Overall, the package of measures announced will cost the Russian government 400 billion rubles ($5.2 billion) over the next two years, Russia’s Finance Minister Anton Siluanov said after the speech — equivalent to 0.2% of Russia’s GDP per year.
“I don’t think there was anything special in there,” economist Vladislav Inozemtsev, director of the Center for Post-Industrial Studies told The Moscow Times. “It was just a collection of all the traditional slogans and promises.”
“There’s really nothing to talk about,” said Russian economist Sergei Guriev, professor at France’s Sciences Po university and a Navalny ally. “They are welcome but very small measures — 0.2% of GDP is a rounding error for the federal budget.”
“The announced social support measures are too modest in volume to affect growth,” added ING Bank’s Russia economist Dmitry Dolgin.
Among some of the other spending commitments announced by Putin were higher support payments for single parents of 5,650 rubles ($73) a month per child, and 6,350 rubles ($83) a month for expectant mothers on low incomes.
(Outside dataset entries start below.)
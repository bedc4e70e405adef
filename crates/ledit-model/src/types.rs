use serde::{Deserialize, Serialize};

// ─── Message types ────────────────────────────────────────────────────────────

#[derive(Debug, Clone, Copy, PartialEq, Eq, Serialize, Deserialize)]
#[serde(rename_all = "lowercase")]
pub enum Role {
    System,
    User,
    Assistant,
    Tool,
}

/// A single message in the conversation transcript.
///
/// The shape mirrors the OpenAI chat-completions wire format:
/// `tool_calls` is populated only on assistant messages, `tool_call_id`
/// only on tool messages and must reference a `ToolCall::id` from an
/// earlier assistant message.
#[derive(Debug, Clone, Serialize, Deserialize)]
pub struct Message {
    pub role: Role,
    #[serde(default)]
    pub content: String,
    /// Opaque reasoning text carried verbatim from the model.  Kept for
    /// display and turn logs; never replayed to tools.
    #[serde(default, skip_serializing_if = "Option::is_none")]
    pub reasoning_content: Option<String>,
    #[serde(default, skip_serializing_if = "Vec::is_empty")]
    pub tool_calls: Vec<ToolCall>,
    #[serde(default, skip_serializing_if = "Option::is_none")]
    pub tool_call_id: Option<String>,
}

impl Message {
    pub fn system(text: impl Into<String>) -> Self {
        Self {
            role: Role::System,
            content: text.into(),
            reasoning_content: None,
            tool_calls: Vec::new(),
            tool_call_id: None,
        }
    }

    pub fn user(text: impl Into<String>) -> Self {
        Self {
            role: Role::User,
            content: text.into(),
            reasoning_content: None,
            tool_calls: Vec::new(),
            tool_call_id: None,
        }
    }

    pub fn assistant(text: impl Into<String>) -> Self {
        Self {
            role: Role::Assistant,
            content: text.into(),
            reasoning_content: None,
            tool_calls: Vec::new(),
            tool_call_id: None,
        }
    }

    pub fn assistant_with_tools(text: impl Into<String>, tool_calls: Vec<ToolCall>) -> Self {
        Self {
            role: Role::Assistant,
            content: text.into(),
            reasoning_content: None,
            tool_calls,
            tool_call_id: None,
        }
    }

    pub fn tool_result(id: impl Into<String>, content: impl Into<String>) -> Self {
        Self {
            role: Role::Tool,
            content: content.into(),
            reasoning_content: None,
            tool_calls: Vec::new(),
            tool_call_id: Some(id.into()),
        }
    }

    /// Approximate token count used for context management.
    ///
    /// 4-chars-per-token heuristic on the content plus name and argument
    /// text of any tool calls.  Framing overhead is the estimator's job,
    /// not the message's.
    pub fn approx_tokens(&self) -> usize {
        let mut chars = self.content.len();
        for tc in &self.tool_calls {
            chars += tc.name.len() + tc.arguments.len();
        }
        (chars / 4).max(1)
    }
}

/// A tool invocation requested by the assistant.
///
/// `id` is never empty in a persisted transcript: when the model omits it,
/// the orchestrator synthesizes `call_<name>_<counter>` before the message
/// is appended.
#[derive(Debug, Clone, PartialEq, Eq, Serialize, Deserialize)]
pub struct ToolCall {
    pub id: String,
    pub name: String,
    /// JSON-encoded argument object, exactly as the model produced it.
    pub arguments: String,
}

impl ToolCall {
    pub fn new(
        id: impl Into<String>,
        name: impl Into<String>,
        arguments: impl Into<String>,
    ) -> Self {
        Self {
            id: id.into(),
            name: name.into(),
            arguments: arguments.into(),
        }
    }
}

/// A tool schema provided to the model.
#[derive(Debug, Clone, Serialize, Deserialize)]
pub struct ToolSchema {
    pub name: String,
    pub description: String,
    /// JSON Schema of the parameters object
    pub parameters: serde_json::Value,
}

// ─── Request / response ───────────────────────────────────────────────────────

/// Request sent to a model provider.
#[derive(Debug, Clone, Default)]
pub struct ChatRequest {
    pub messages: Vec<Message>,
    pub tools: Vec<ToolSchema>,
    /// "low" | "medium" | "high"; omitted from the wire body when `None`
    /// (providers that ignore the knob get no value at all).
    pub reasoning_effort: Option<String>,
    pub stream: bool,
}

/// Provider-reported terminator of a single response.
#[derive(Debug, Clone, Copy, PartialEq, Eq, Default)]
pub enum FinishReason {
    Stop,
    Length,
    ToolCalls,
    ContentFilter,
    /// The provider sent no finish reason (or an unrecognized one).
    #[default]
    None,
}

impl FinishReason {
    pub fn parse(s: &str) -> Self {
        match s {
            "stop" => Self::Stop,
            "length" => Self::Length,
            "tool_calls" => Self::ToolCalls,
            "content_filter" => Self::ContentFilter,
            _ => Self::None,
        }
    }
}

/// Token usage reported by the provider for one response.
#[derive(Debug, Clone, Copy, Default, PartialEq, Serialize, Deserialize)]
pub struct Usage {
    pub prompt_tokens: u32,
    pub completion_tokens: u32,
    pub total_tokens: u32,
    /// Provider-reported cost, when available.
    pub estimated_cost: f64,
    /// Tokens served from the provider's prompt cache.
    pub cached_tokens: u32,
}

impl Usage {
    pub fn accumulate(&mut self, other: &Usage) {
        self.prompt_tokens += other.prompt_tokens;
        self.completion_tokens += other.completion_tokens;
        self.total_tokens += other.total_tokens;
        self.estimated_cost += other.estimated_cost;
        self.cached_tokens += other.cached_tokens;
    }
}

/// The assembled result of one model call (streamed or not).
#[derive(Debug, Clone, Default)]
pub struct ChatResponse {
    pub content: String,
    pub reasoning_content: Option<String>,
    pub tool_calls: Vec<ToolCall>,
    pub finish_reason: FinishReason,
    pub usage: Usage,
}

/// A single streamed event from the model.
#[derive(Debug, Clone)]
pub enum ResponseEvent {
    /// A text delta streamed from the model
    TextDelta(String),
    /// A reasoning/chain-of-thought delta
    ReasoningDelta(String),
    /// A tool-call fragment.  Providers interleave fragments for parallel
    /// calls by `index`; `id` and `name` arrive once, `arguments` in pieces.
    ToolCallDelta {
        index: u32,
        id: String,
        name: String,
        arguments: String,
    },
    /// Final usage statistics
    Usage(Usage),
    /// The provider's finish reason for this choice
    Finish(FinishReason),
    /// The stream finished normally
    Done,
    /// A recoverable in-stream error (non-fatal warning)
    Error(String),
}

// ─── Unit tests ──────────────────────────────────────────────────────────────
For comparison, the average monthly salary in Russia was 51,100 rubles ($667) last year.
Away from the economy, Putin issued his strongest call yet to Russians to get vaccinated, amid widespread public skepticism which has seen only 10 million of the country’s 115 million adults have the jab so far.
He outlined new steps Russia would take to tackle climate change, pledging to reduce emissions to below EU levels and telling the country’s largest cities they need to cut emissions by at least 20%. The speech was also littered with promises to improve Russia’s infrastructure — from tourist resorts to motorways — and commitments to tap into Russia’s $180 billion sovereign wealth fund to pay for the revamps.
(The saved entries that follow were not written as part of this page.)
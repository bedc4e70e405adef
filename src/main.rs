// Copyright (c) 2024-2026 Martin Schröder <info@swedishembedded.com>
//
// SPDX-License-Identifier: MIT
mod cli;

use std::io::{IsTerminal, Read, Write};
use std::sync::Arc;

use anyhow::Context;
use clap::Parser;
use tracing_subscriber::EnvFilter;

use cli::{Cli, Commands};
use ledit_core::{Engine, EngineError, EngineEvent};
use ledit_tools::{builtin::register_builtin, ToolRegistry};

const EXIT_AGENT_ERROR: i32 = 1;
const EXIT_TIMEOUT: i32 = 124;
const EXIT_INTERRUPT: i32 = 130;

#[tokio::main]
async fn main() -> anyhow::Result<()> {
    let cli = Cli::parse();
    init_logging(cli.verbose);

    let mut config = match &cli.config {
        Some(path) => ledit_config::load_from(path)?,
        None => ledit_config::load()?,
    };
    cli.apply_model_override(&mut config);
    if let Some(budget) = cli.max_iterations {
        config.agent.question_iteration_budget = budget;
        config.agent.task_iteration_budget = budget;
    }

    if let Some(cmd) = &cli.command {
        match cmd {
            Commands::ShowConfig => {
                println!("{}", serde_yaml_string(&config));
                return Ok(());
            }
            Commands::ListTools => {
                let mut registry = ToolRegistry::new();
                register_builtin(&mut registry);
                for schema in registry.schemas() {
                    let tool = registry.get(&schema.name).unwrap();
                    println!(
                        "{:<16} [{}] {}",
                        schema.name,
                        tool.required_permissions().join(", "),
                        schema.description.lines().next().unwrap_or("")
                    );
                }
                return Ok(());
            }
        }
    }

    let query = match cli.query.clone() {
        Some(q) => q,
        None => {
            let mut buf = String::new();
            if std::io::stdin().is_terminal() {
                anyhow::bail!("no query given; pass one as an argument or pipe it on stdin");
            }
            std::io::stdin()
                .read_to_string(&mut buf)
                .context("reading query from stdin")?;
            buf.trim().to_string()
        }
    };
    if query.is_empty() {
        anyhow::bail!("empty query");
    }

    let provider: Arc<dyn ledit_model::ChatProvider> =
        Arc::from(ledit_model::from_config(&config.model)?);
    let mut registry = ToolRegistry::new();
    register_builtin(&mut registry);

    let mut engine = Engine::new(provider, Arc::new(registry), config);
    let events = engine.take_events().expect("events taken once");

    // Ctrl-C interrupts the query but keeps the process alive long enough
    // to print the preserved-conversation notice.
    let interrupt = engine.interrupt_handle();
    tokio::spawn(async move {
        if tokio::signal::ctrl_c().await.is_ok() {
            interrupt.interrupt();
        }
    });

    let printer = tokio::spawn(print_events(events, cli.no_stream));

    match engine.process_query(&query).await {
        Ok(final_text) => {
            // The streamed deltas already showed the text; repeat it only
            // in no-stream mode or when nothing was streamed.
            let _ = printer.await;
            if cli.no_stream {
                println!("{final_text}");
            } else {
                println!();
            }
            Ok(())
        }
        Err(e) => {
            let _ = printer.await;
            eprintln!("ledit: {e}");
            let code = match &e {
                EngineError::Cancelled => EXIT_INTERRUPT,
                EngineError::Api { source, .. }
                    if matches!(source, ledit_model::ApiError::Timeout { .. }) =>
                {
                    EXIT_TIMEOUT
                }
                _ => EXIT_AGENT_ERROR,
            };
            std::process::exit(code);
        }
    }
}

/// Render engine events to stdout/stderr until the engine finishes the
/// query.  Streaming deltas go to stdout; tool progress goes to stderr so
/// piped output stays clean.
async fn print_events(
    mut events: tokio::sync::mpsc::UnboundedReceiver<EngineEvent>,
    no_stream: bool,
) {
    while let Some(event) = events.recv().await {
        match event {
            EngineEvent::TextDelta(chunk) => {
                if !no_stream {
                    print!("{chunk}");
                    let _ = std::io::stdout().flush();
                }
            }
            EngineEvent::ToolCallStarted {
                tool_name,
                arguments,
                ..
            } => {
                eprintln!("[tool] {tool_name} {arguments}");
            }
            EngineEvent::ToolCallFinished {
                tool_name,
                is_error,
                ..
            } => {
                if is_error {
                    eprintln!("[tool] {tool_name} failed");
                }
            }
            EngineEvent::ContextPruned {
                tokens_before,
                tokens_after,
                aggressive,
            } => {
                eprintln!(
                    "[context] pruned {tokens_before} -> {tokens_after} tokens{}",
                    if aggressive { " (aggressive)" } else { "" }
                );
            }
            EngineEvent::QueryComplete => break,
            _ => {}
        }
    }
}

fn init_logging(verbose: u8) {
    let default_level = match verbose {
        0 => "warn",
        1 => "info",
        _ => "debug",
    };
    let filter = EnvFilter::try_from_default_env()
        .unwrap_or_else(|_| EnvFilter::new(format!("ledit={default_level}")));
    tracing_subscriber::fmt()
        .with_env_filter(filter)
        .with_writer(std::io::stderr)
        .init();
}

fn serde_yaml_string(config: &ledit_config::Config) -> String {
    serde_yaml::to_string(config).unwrap_or_default()
}
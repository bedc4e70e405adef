// Copyright (c) 2024-2026 Martin Schröder <info@swedishembedded.com>
//
// SPDX-License-Identifier: MIT
use clap::{Parser, Subcommand};
use std::path::PathBuf;

/// An agentic code-editing CLI driven by LLM tool calling.
#[derive(Parser, Debug)]
#[command(name = "ledit", version, about)]
pub struct Cli {
    /// The query to run.  Reads stdin when omitted and stdin is piped.
    pub query: Option<String>,

    /// Model override: "provider/name", a bare provider id, or a bare
    /// model name.
    #[arg(long, short = 'm')]
    pub model: Option<String>,

    /// Path to an explicit config file (default: ~/.ledit/config.yaml
    /// overlaid with ./.ledit/config.yaml).
    #[arg(long, short = 'c')]
    pub config: Option<PathBuf>,

    /// Override the iteration budget for this run.
    #[arg(long)]
    pub max_iterations: Option<u32>,

    /// Disable streaming output (the full response prints at once).
    #[arg(long)]
    pub no_stream: bool,

    /// Increase log verbosity on stderr (-v, -vv).
    #[arg(long, short = 'v', action = clap::ArgAction::Count)]
    pub verbose: u8,

    #[command(subcommand)]
    pub command: Option<Commands>,
}

#[derive(Subcommand, Debug)]
pub enum Commands {
    /// Print the effective configuration and exit.
    ShowConfig,
    /// List the registered tools with their permission labels.
    ListTools,
}

impl Cli {
    /// Apply the `--model` override: "provider/name" sets both fields, a
    /// bare token replaces the model name only.
    pub fn apply_model_override(&self, config: &mut ledit_config::Config) {
        if let Some(spec) = &self.model {
            if let Some((provider, name)) = spec.split_once('/') {
                config.model.provider = provider.to_string();
                config.model.name = name.to_string();
                // Credentials belong to the previous provider.
                config.model.api_key = None;
                config.model.api_key_env = None;
            } else {
                config.model.name = spec.clone();
            }
        }
    }
}

#[cfg(test)]
mod tests {
    use super::*;

    #[test]
    fn model_override_slash_form_sets_provider_and_name() {
        let cli = Cli::parse_from(["ledit", "-m", "deepseek/deepseek-chat", "hi"]);
        let mut config = ledit_config::Config::default();
        config.model.api_key = Some("old-secret".into());
        cli.apply_model_override(&mut config);
        assert_eq!(config.model.provider, "deepseek");
        assert_eq!(config.model.name, "deepseek-chat");
        assert!(config.model.api_key.is_none(), "stale credentials must be cleared");
    }

    #[test]
    fn model_override_bare_name_keeps_provider() {
        let cli = Cli::parse_from(["ledit", "-m", "gpt-4o-mini", "hi"]);
        let mut config = ledit_config::Config::default();
        cli.apply_model_override(&mut config);
        assert_eq!(config.model.provider, "openai");
        assert_eq!(config.model.name, "gpt-4o-mini");
    }

    #[test]
    fn query_is_positional() {
        let cli = Cli::parse_from(["ledit", "fix the bug"]);
        assert_eq!(cli.query.as_deref(), Some("fix the bug"));
    }
}
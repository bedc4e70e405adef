// Copyright (c) 2024-2026 Martin Schröder <info@swedishembedded.com>
//
// SPDX-License-Identifier: Apache-2.0
//! Environment-driven diagnostic toggles and runtime mode detection.
//!
//! These are the only process-wide switches in the engine; everything else
//! lives on per-session structs.

use std::path::PathBuf;

fn non_empty(var: &str) -> Option<String> {
    std::env::var(var).ok().filter(|v| !v.is_empty())
}

/// True when running under CI or when CI error semantics were forced.
///
/// In CI mode client failures terminate the process with a progress summary
/// instead of preserving the interactive session.
pub fn is_ci_mode() -> bool {
    non_empty("CI").is_some()
        || non_empty("GITHUB_ACTIONS").is_some()
        || non_empty("LEDIT_CI_MODE").is_some()
}

/// When set, every API response body is dumped to
/// `<state_dir>/api_response_<timestamp>.json`.
pub fn log_api_responses() -> bool {
    non_empty("LEDIT_LOG_API_RESPONSES").is_some()
}

/// Path of the append-only turn log (one JSON line per iteration), if enabled.
pub fn turn_log_file() -> Option<PathBuf> {
    non_empty("LEDIT_TURN_LOG_FILE").map(PathBuf::from)
}

/// When set, a per-message context-size breakdown is emitted on each call.
pub fn context_diag() -> bool {
    non_empty("LEDIT_CONTEXT_DIAG").is_some()
}

/// Directory for persisted debugging state (`lastResponse.json`, response
/// dumps).  Created on demand by writers; resolution itself never fails.
pub fn state_dir() -> PathBuf {
    dirs::home_dir()
        .unwrap_or_else(|| PathBuf::from("."))
        .join(".ledit")
}

// ─── Unit tests ──────────────────────────────────────────────────────────────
Despite the address coming amid huge international tensions between Russia and the West over a host of issues — and concerns Putin could use the speech to signal a dramatic escalation on any number of them — it signalled a clear focus on domestic priorities, in line with what Russians wanted to hear.
Ahead of the speech, a survey by the state-run VTsIOM polling organization found just 4% of Russians thought Putin should use the opportunity to focus more on foreign policy than domestic issues.
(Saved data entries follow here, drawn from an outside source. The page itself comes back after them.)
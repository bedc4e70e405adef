// Copyright (c) 2024-2026 Martin Schröder <info@swedishembedded.com>
//
// SPDX-License-Identifier: MIT
//! Streaming API client with layered timeouts and retry.
//!
//! The client owns one request at a time.  A background task drives the
//! provider's event stream into a bounded channel while the supervisor
//! selects over chunk arrival, the first-chunk timer, the inter-chunk
//! timer, the overall deadline, and the per-query cancellation token.
//! Every text delta is ANSI-sanitized before it reaches the streaming
//! buffer or the caller's callback.

use std::collections::HashMap;
use std::sync::{Arc, Mutex};

use futures::StreamExt;
use tokio::sync::mpsc;
use tokio::time::Instant;
use tracing::{debug, warn};

use ledit_config::ProviderPolicy;

use crate::{
    cancel::CancelToken,
    error::{classify, ApiError, TimeoutBudget},
    retry::{RateLimitState, RetryConfig},
    sanitize::strip_ansi,
    ChatProvider, ChatRequest, ChatResponse, FinishReason, Message, ResponseEvent, ToolCall,
    ToolSchema, Usage,
};

/// Bounded chunk-notification channel between the request task and the
/// supervisor.  Backpressure here is harmless: the provider stream simply
/// pauses until the supervisor drains.
const CHUNK_CHANNEL_CAPACITY: usize = 64;

pub struct ApiClient {
    provider: Arc<dyn ChatProvider>,
    policy: ProviderPolicy,
    retry: RetryConfig,
    rate_limit: Mutex<RateLimitState>,
}

impl ApiClient {
    pub fn new(provider: Arc<dyn ChatProvider>, policy: ProviderPolicy) -> Self {
        Self {
            provider,
            policy,
            retry: RetryConfig::default(),
            rate_limit: Mutex::new(RateLimitState::default()),
        }
    }

    pub fn with_retry_config(mut self, retry: RetryConfig) -> Self {
        self.retry = retry;
        self
    }

    pub fn provider_name(&self) -> &str {
        self.provider.provider()
    }

    pub fn model_name(&self) -> &str {
        self.provider.model()
    }

    pub fn policy(&self) -> &ProviderPolicy {
        &self.policy
    }

    /// Issue a chat request with retry and backoff.
    ///
    /// `on_chunk` receives each sanitized text delta in arrival order.
    /// Transient transport errors are retried with exponential backoff and
    /// jitter; rate limits run on their own schedule and attempt accounting;
    /// timeouts, 502s, auth and protocol faults surface immediately.
    pub async fn send_with_retry<F>(
        &self,
        messages: &[Message],
        tools: &[ToolSchema],
        reasoning_effort: Option<String>,
        cancel: &CancelToken,
        mut on_chunk: F,
    ) -> Result<ChatResponse, ApiError>
    where
        F: FnMut(&str),
    {
        self.rate_limit.lock().unwrap().reset();
        let mut transient_attempt: u32 = 0;

        loop {
            if cancel.is_cancelled() {
                return Err(ApiError::Cancelled);
            }

            match self
                .send_once(messages, tools, reasoning_effort.clone(), cancel, &mut on_chunk)
                .await
            {
                Ok(resp) => {
                    self.record_response(&resp);
                    return Ok(resp);
                }
                Err(ApiError::RateLimited { retry_after }) => {
                    let (attempts, delay) = {
                        let mut rl = self.rate_limit.lock().unwrap();
                        let delay = rl.record(retry_after);
                        (rl.attempt_count, delay)
                    };
                    if attempts > self.retry.max_retries {
                        return Err(ApiError::RateLimitExceeded {
                            attempts,
                            last_error: format!(
                                "{} rate limited{}",
                                self.provider.provider(),
                                retry_after
                                    .map(|d| format!(", retry-after {}s", d.as_secs()))
                                    .unwrap_or_default()
                            ),
                        });
                    }
                    warn!(
                        provider = %self.provider.provider(),
                        attempt = attempts,
                        delay_secs = delay.as_secs(),
                        "rate limited; backing off"
                    );
                    tokio::select! {
                        _ = cancel.cancelled() => return Err(ApiError::Cancelled),
                        _ = tokio::time::sleep(delay) => {}
                    }
                }
                Err(e) if e.is_retryable() && transient_attempt < self.retry.max_retries => {
                    let delay = self.retry.delay_for(transient_attempt);
                    transient_attempt += 1;
                    warn!(
                        provider = %self.provider.provider(),
                        attempt = transient_attempt,
                        max = self.retry.max_retries,
                        error = %e,
                        delay_ms = delay.as_millis() as u64,
                        "transient transport error; retrying"
                    );
                    tokio::select! {
                        _ = cancel.cancelled() => return Err(ApiError::Cancelled),
                        _ = tokio::time::sleep(delay) => {}
                    }
                }
                Err(e) => return Err(e),
            }
        }
    }

    async fn send_once<F>(
        &self,
        messages: &[Message],
        tools: &[ToolSchema],
        reasoning_effort: Option<String>,
        cancel: &CancelToken,
        on_chunk: &mut F,
    ) -> Result<ChatResponse, ApiError>
    where
        F: FnMut(&str),
    {
        let timeouts = &self.policy.timeouts;
        let overall_deadline = Instant::now() + timeouts.overall();

        let req = ChatRequest {
            messages: messages.to_vec(),
            tools: tools.to_vec(),
            reasoning_effort,
            stream: self.policy.streaming_enabled(),
        };

        // Connection phase: establishing transport and receiving response
        // headers must complete within the connect budget.
        let stream = tokio::select! {
            biased;
            _ = cancel.cancelled() => return Err(ApiError::Cancelled),
            result = tokio::time::timeout(timeouts.connect(), self.provider.complete(req)) => {
                match result {
                    Err(_) => {
                        return Err(ApiError::Timeout {
                            budget: TimeoutBudget::Connect,
                            detail: format!(
                                "could not reach {} within {}s",
                                self.provider.provider(),
                                timeouts.connect().as_secs()
                            ),
                        })
                    }
                    Ok(Err(e)) => return Err(classify(&format!("{e:#}"))),
                    Ok(Ok(s)) => s,
                }
            }
        };

        // Background task feeds chunks through a bounded channel so the
        // supervisor can watch timers while the provider stream is idle.
        let (tx, mut rx) = mpsc::channel::<anyhow::Result<ResponseEvent>>(CHUNK_CHANNEL_CAPACITY);
        let pump = tokio::spawn(async move {
            let mut stream = stream;
            while let Some(item) = stream.next().await {
                if tx.send(item).await.is_err() {
                    // Supervisor gave up (timeout or cancel); stop pumping.
                    break;
                }
            }
        });

        let result = self
            .supervise(&mut rx, overall_deadline, cancel, on_chunk)
            .await;
        pump.abort();
        result
    }

    /// The streaming select loop: one iteration per chunk or timer event.
    async fn supervise<F>(
        &self,
        rx: &mut mpsc::Receiver<anyhow::Result<ResponseEvent>>,
        overall_deadline: Instant,
        cancel: &CancelToken,
        on_chunk: &mut F,
    ) -> Result<ChatResponse, ApiError>
    where
        F: FnMut(&str),
    {
        let timeouts = &self.policy.timeouts;
        let mut acc = StreamAccumulator::default();
        let mut first_chunk_seen = false;
        // The first-chunk budget applies until the first event arrives,
        // after which the (shorter) inter-chunk budget takes over.
        let mut quiet_deadline = Instant::now() + timeouts.first_chunk();

        loop {
            tokio::select! {
                biased;
                _ = cancel.cancelled() => return Err(ApiError::Cancelled),
                _ = tokio::time::sleep_until(overall_deadline) => {
                    return Err(ApiError::Timeout {
                        budget: TimeoutBudget::Overall,
                        detail: format!(
                            "request exceeded the overall budget of {}s",
                            timeouts.overall().as_secs()
                        ),
                    });
                }
                _ = tokio::time::sleep_until(quiet_deadline) => {
                    return Err(if first_chunk_seen {
                        ApiError::Timeout {
                            budget: TimeoutBudget::Chunk,
                            detail: format!(
                                "stream went silent for {}s between chunks",
                                timeouts.chunk().as_secs()
                            ),
                        }
                    } else {
                        ApiError::Timeout {
                            budget: TimeoutBudget::FirstChunk,
                            detail: format!(
                                "no response received within {}s",
                                timeouts.first_chunk().as_secs()
                            ),
                        }
                    });
                }
                item = rx.recv() => {
                    match item {
                        None => return Ok(acc.finish()),
                        Some(Err(e)) => return Err(classify(&format!("{e:#}"))),
                        Some(Ok(event)) => {
                            first_chunk_seen = true;
                            quiet_deadline = Instant::now() + timeouts.chunk();
                            if let Some(done) = acc.apply(event, on_chunk) {
                                return Ok(done);
                            }
                        }
                    }
                }
            }
        }
    }

    /// Persist debugging copies of the response and log usage.
    fn record_response(&self, resp: &ChatResponse) {
        debug!(
            provider = %self.provider.provider(),
            model = %self.provider.model(),
            prompt_tokens = resp.usage.prompt_tokens,
            completion_tokens = resp.usage.completion_tokens,
            cached_tokens = resp.usage.cached_tokens,
            finish = ?resp.finish_reason,
            "completion finished"
        );

        let body = serde_json::json!({
            "provider": self.provider.provider(),
            "model": self.provider.model(),
            "content": resp.content,
            "reasoning_content": resp.reasoning_content,
            "tool_calls": resp.tool_calls,
            "usage": resp.usage,
        });
        let dir = ledit_config::env::state_dir();
        // Best-effort: debugging dumps never fail the request.
        if std::fs::create_dir_all(&dir).is_ok() {
            let pretty = serde_json::to_string_pretty(&body).unwrap_or_default();
            if let Err(e) = std::fs::write(dir.join("lastResponse.json"), &pretty) {
                debug!("could not persist lastResponse.json: {e}");
            }
            if ledit_config::env::log_api_responses() {
                let ts = chrono::Utc::now().format("%Y%m%dT%H%M%S%.3f");
                let path = dir.join(format!("api_response_{ts}.json"));
                if let Err(e) = std::fs::write(&path, &pretty) {
                    debug!("could not dump api response: {e}");
                }
            }
        }
    }
}

// ─── Stream accumulation ──────────────────────────────────────────────────────

/// Assembles streamed events into one [`ChatResponse`].
#[derive(Default)]
struct StreamAccumulator {
    text: String,
    reasoning: String,
    pending_tool_calls: HashMap<u32, PendingToolCall>,
    finish_reason: FinishReason,
    usage: Usage,
}

#[derive(Default)]
struct PendingToolCall {
    id: String,
    name: String,
    arguments: String,
}

impl StreamAccumulator {
    /// Apply one event.  Returns the finished response on `Done`.
    fn apply<F>(&mut self, event: ResponseEvent, on_chunk: &mut F) -> Option<ChatResponse>
    where
        F: FnMut(&str),
    {
        match event {
            ResponseEvent::TextDelta(delta) => {
                let clean = strip_ansi(&delta);
                if !clean.is_empty() {
                    on_chunk(&clean);
                    self.text.push_str(&clean);
                }
            }
            ResponseEvent::ReasoningDelta(delta) => {
                self.reasoning.push_str(&strip_ansi(&delta));
            }
            ResponseEvent::ToolCallDelta {
                index,
                id,
                name,
                arguments,
            } => {
                let pending = self.pending_tool_calls.entry(index).or_default();
                if !id.is_empty() {
                    pending.id = id;
                }
                if !name.is_empty() {
                    pending.name = name;
                }
                pending.arguments.push_str(&arguments);
            }
            ResponseEvent::Usage(u) => self.usage = u,
            ResponseEvent::Finish(reason) => {
                if reason != FinishReason::None {
                    self.finish_reason = reason;
                }
            }
            ResponseEvent::Error(e) => {
                if !e.is_empty() {
                    warn!("in-stream provider warning: {e}");
                }
            }
            ResponseEvent::Done => return Some(std::mem::take(self).finish()),
        }
        None
    }

    fn finish(self) -> ChatResponse {
        // Flush accumulated parallel tool calls ordered by provider index.
        // Calls with an empty name cannot be dispatched and are dropped;
        // empty ids are left for the orchestrator's id synthesis.
        let mut pending: Vec<(u32, PendingToolCall)> =
            self.pending_tool_calls.into_iter().collect();
        pending.sort_by_key(|(idx, _)| *idx);
        let tool_calls: Vec<ToolCall> = pending
            .into_iter()
            .filter_map(|(_, p)| {
                if p.name.is_empty() {
                    warn!(tool_call_id = %p.id, "dropping tool call with empty name");
                    return None;
                }
                Some(ToolCall {
                    id: p.id,
                    name: p.name,
                    arguments: p.arguments,
                })
            })
            .collect();

        let finish_reason = if self.finish_reason == FinishReason::None && !tool_calls.is_empty() {
            FinishReason::ToolCalls
        } else {
            self.finish_reason
        };

        ChatResponse {
            content: self.text,
            reasoning_content: if self.reasoning.is_empty() {
                None
            } else {
                Some(self.reasoning)
            },
            tool_calls,
            finish_reason,
            usage: self.usage,
        }
    }
}

// ─── Unit tests ──────────────────────────────────────────────────────────────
The president spoke after the coronavirus pandemic triggered another drop in living standards, which were already a pressing concern. Real disposable incomes have now fallen by 11% since 2013 — pushed down first by the 2014-16 economic crisis and then Kremlin policies which have prioritized macroeconomic stability and fiscal prudence over growth.
Analysts saw little signs of a comprehensive overhaul of that underlying approach in the speech.
“In general, it looks like a more detailed elaboration of the same agenda that’s been in place over recent years — just adjusted for the consequences of the pandemic through support for families with children, and some new challenges such as climate,” said Alfa Bank chief economist Natalia Orlova.
Some were more dismissive.
“Economic growth can be fueled only through an upsurge in consumer demand,” added Inozemtsev. “And Putin once again is trying to manage that through huge infrastructure investments. I don't think it will work.”